11,958,492百万円(11兆円弱)

全体の取引総額のデータは見つけられません。恐らく現行制度上取引金額の総体を把握しきれるのは税務当局への申告と国土交通省の取引後の登記申請に基づく当事者を対象としたアンケート調査のみ(公表されているのかもしれませんが見つけられません😢)。
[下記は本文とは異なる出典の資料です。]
impl Slot {
    /// Template token, without braces
    pub fn token(&self) -> &'static str {
        match self {
            Slot::Introduction => "INTRODUCTION",
            Slot::DataCollection => "DATA_COLLECTION",
            Slot::DataUsage => "DATA_USAGE",
            Slot::Cookies => "COOKIES",
            Slot::CookieCategories => "COOKIE_CATEGORIES",
            Slot::ThirdParties => "THIRD_PARTY_SERVICES",
            Slot::Payments => "PAYMENTS",
            Slot::Retention => "DATA_RETENTION",
            Slot::Security => "SECURITY",
            Slot::Transfers => "INTERNATIONAL_TRANSFERS",
            Slot::Rights => "USER_RIGHTS",
            Slot::Children => "CHILDREN",
            Slot::Consent => "CONSENT",
            Slot::Accounts => "ACCOUNTS",
            Slot::Disputes => "DISPUTES",
            Slot::Contact => "CONTACT",
        }
    }

    /// Neutral sentence for optional slots that end up empty
    pub fn fallback(&self) -> Option<&'static str> {
        match self {
            Slot::ThirdParties => Some("<p>We do not currently use any third-party services.</p>"),
            Slot::Cookies => Some("<p>This website does not use cookies.</p>"),
            Slot::CookieCategories => Some("<p>No optional cookie categories are in use.</p>"),
            Slot::Payments => Some("<p>We do not process payments on this website.</p>"),
            Slot::Rights => Some(
                "<p>You may contact us at any time to ask what personal information we hold about you.</p>",
            ),
            Slot::Transfers => Some("<p>We do not transfer personal information across borders.</p>"),
            _ => None,
        }
    }
}

/// Where a section's justification comes from
#[derive(Debug, Clone, Copy, PartialEq, Eq)]
pub enum SectionBasis {
    /// Ordinary answer-driven content
    General,
    /// Jurisdiction content justified by a compliance flag
    ComplianceFlag,
    /// Jurisdiction content justified by the `target_regions` answer
    RegionAnswer,
}

/// A conditionally-included content fragment
#[derive(Debug, Clone)]
pub struct SectionRule {
    pub id: &'static str,
    pub slot: Slot,
    pub basis: SectionBasis,
    pub condition: Predicate,
}

impl SectionRule {
    fn new(id: &'static str, slot: Slot, condition: Predicate) -> Self {
        Self {
            id,
            slot,
            basis: SectionBasis::General,
            condition,
        }
    }

    fn always(id: &'static str, slot: Slot) -> Self {
        Self::new(id, slot, Predicate::Always)
    }

    fn flagged(id: &'static str, slot: Slot, jurisdiction: Jurisdiction) -> Self {
        Self {
            id,
            slot,
            basis: SectionBasis::ComplianceFlag,
            condition: Predicate::Flag(jurisdiction),
        }
    }

    fn regional(id: &'static str, slot: Slot, jurisdiction: Jurisdiction) -> Self {
        Self {
            id,
            slot,
            basis: SectionBasis::RegionAnswer,
            condition: Predicate::Contains(REGIONS, jurisdiction.region()),
        }
    }
}

const REGIONS: &str = "target_regions";
const SERVICES: &str = "third_party_services";

/// Flag-driven and region-driven rights sections for every jurisdiction
fn rights_sections(prefix: &'static str) -> Vec<SectionRule> {
    use Jurisdiction::*;
    let ids: [(Jurisdiction, &'static str, &'static str); 5] = match prefix {
        "pp" => [
            (Gdpr, "pp_gdpr_rights", "pp_eu_region_rights"),
            (Ccpa, "pp_ccpa_rights", "pp_california_region_rights"),
            (Lgpd, "pp_lgpd_rights", "pp_brazil_region_rights"),
            (Pipeda, "pp_pipeda_rights", "pp_canada_region_rights"),
            (Popia, "pp_popia_rights", "pp_south_africa_region_rights"),
        ],
        _ => [
            (Gdpr, "urn_gdpr_rights", "urn_eu_region_rights"),
            (Ccpa, "urn_ccpa_rights", "urn_california_region_rights"),
            (Lgpd, "urn_lgpd_rights", "urn_brazil_region_rights"),
            (Pipeda, "urn_pipeda_rights", "urn_canada_region_rights"),
            (Popia, "urn_popia_rights", "urn_south_africa_region_rights"),
        ],
    };
    ids.into_iter()
        .flat_map(|(j, flag_id, region_id)| {
            [
                SectionRule::flagged(flag_id, Slot::Rights, j),
                SectionRule::regional(region_id, Slot::Rights, j),
            ]
        })
        .collect()
}

/// One section per embeddable third-party service
fn service_sections(slot: Slot) -> Vec<SectionRule> {
    [
        ("service_google_analytics", "google_analytics"),
        ("service_google_ads", "google_ads"),
        ("service_facebook_pixel", "facebook_pixel"),
        ("service_hotjar", "hotjar"),
        ("service_stripe", "stripe"),
        ("service_paypal", "paypal"),
        ("service_mailchimp", "mailchimp"),
        ("service_youtube", "youtube"),
    ]
    .into_iter()
    .map(|(id, service)| SectionRule::new(id, slot, Predicate::Contains(SERVICES, service)))
    .collect()
}

fn cookie_category_sections() -> Vec<SectionRule> {
    let uses_cookies = || Predicate::IsTrue("uses_cookies");
    vec![
        SectionRule::new("cookies_necessary", Slot::CookieCategories, uses_cookies()),
        SectionRule::new(
            "cookies_preferences",
            Slot::CookieCategories,
            Predicate::All(vec![uses_cookies(), Predicate::Contains("cookie_categories", "preferences")]),
        ),
        SectionRule::new(
            "cookies_analytics",
            Slot::CookieCategories,
            Predicate::All(vec![
                uses_cookies(),
                Predicate::Any(vec![
                    Predicate::Contains("cookie_categories", "analytics"),
                    Predicate::IsTrue("uses_analytics"),
                ]),
            ]),
        ),
        SectionRule::new(
            "cookies_marketing",
            Slot::CookieCategories,
            Predicate::All(vec![uses_cookies(), Predicate::Contains("cookie_categories", "marketing")]),
        ),
    ]
}

fn any_transfer_basis() -> Predicate {
    Predicate::Any(vec![
        Predicate::Flag(Jurisdiction::Gdpr),
        Predicate::Flag(Jurisdiction::Lgpd),
        Predicate::Contains(REGIONS, "EU"),
        Predicate::Contains(REGIONS, "UK"),
    ])
}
多分ですが(笑)

 

 

 
下のグラフの通り、不動産業界の95%が当社を含めた従業員10人未満の零細事業者ですが、売買の仲介に限って82.1%の役割を果たしており、それなりのプレイヤーとして存在感はあるようです。
事業社数の増加もそれなりに頷けます。

 

(注)ここでマンション分譲は土地売買には該当せず、建売業者さん(令和4年は259,549件)は販売をほとんどが不動産業者に委託している現状を考えると実態に上記数字は近いと考えられます。

 
 
不動産の取引の総体を金額ベース掴みたく下の国税庁のデータもとって個人の取引件数と所得金額(譲渡金額と取得金額との差額)しか判明しませんでした。
ちなみに個人の
不動産所得は 6,949,226百万円
譲渡所得は長期短期合わせ 5,364,091百万円
譲渡所得の申告の人数は長短合わせて344,859人ですので売買を原因とした登記件数の26.5%です。
国税庁の所得の4倍程度(登記件数の比率で割り戻した場合)の取引総額と仮定すると21.4兆円ですが、もちろん所得の原価割合を大胆に50%と仮定するとその倍の42.8兆円ということになります。
 
その後の検索で2021年度データ見つかりました。
 
 
なんだかまとまりのない話となってきましたが売買の仲介業務では我々はこの
32.8兆円余り(捕捉できないものが相当多いと考えられますのでやはり40兆を超えると思われる)の取引の媒介に当社を選んでいただく努力を不断に行わなければなりません。
 
しかし、一方で登記原因で売買に肉薄する相続のお手伝いは手薄です。
 
この領域では我々の業界では遺言信託など金融機関が一日の長があります。
税理士の先生などとも交流を厚くして情報の量と質を高めなければ大きなボリュームの相談にお応えすることができません。
 
なんだか自分の勉強のために書いた記事になってしまいました。
投稿後に逐次手直しいたします。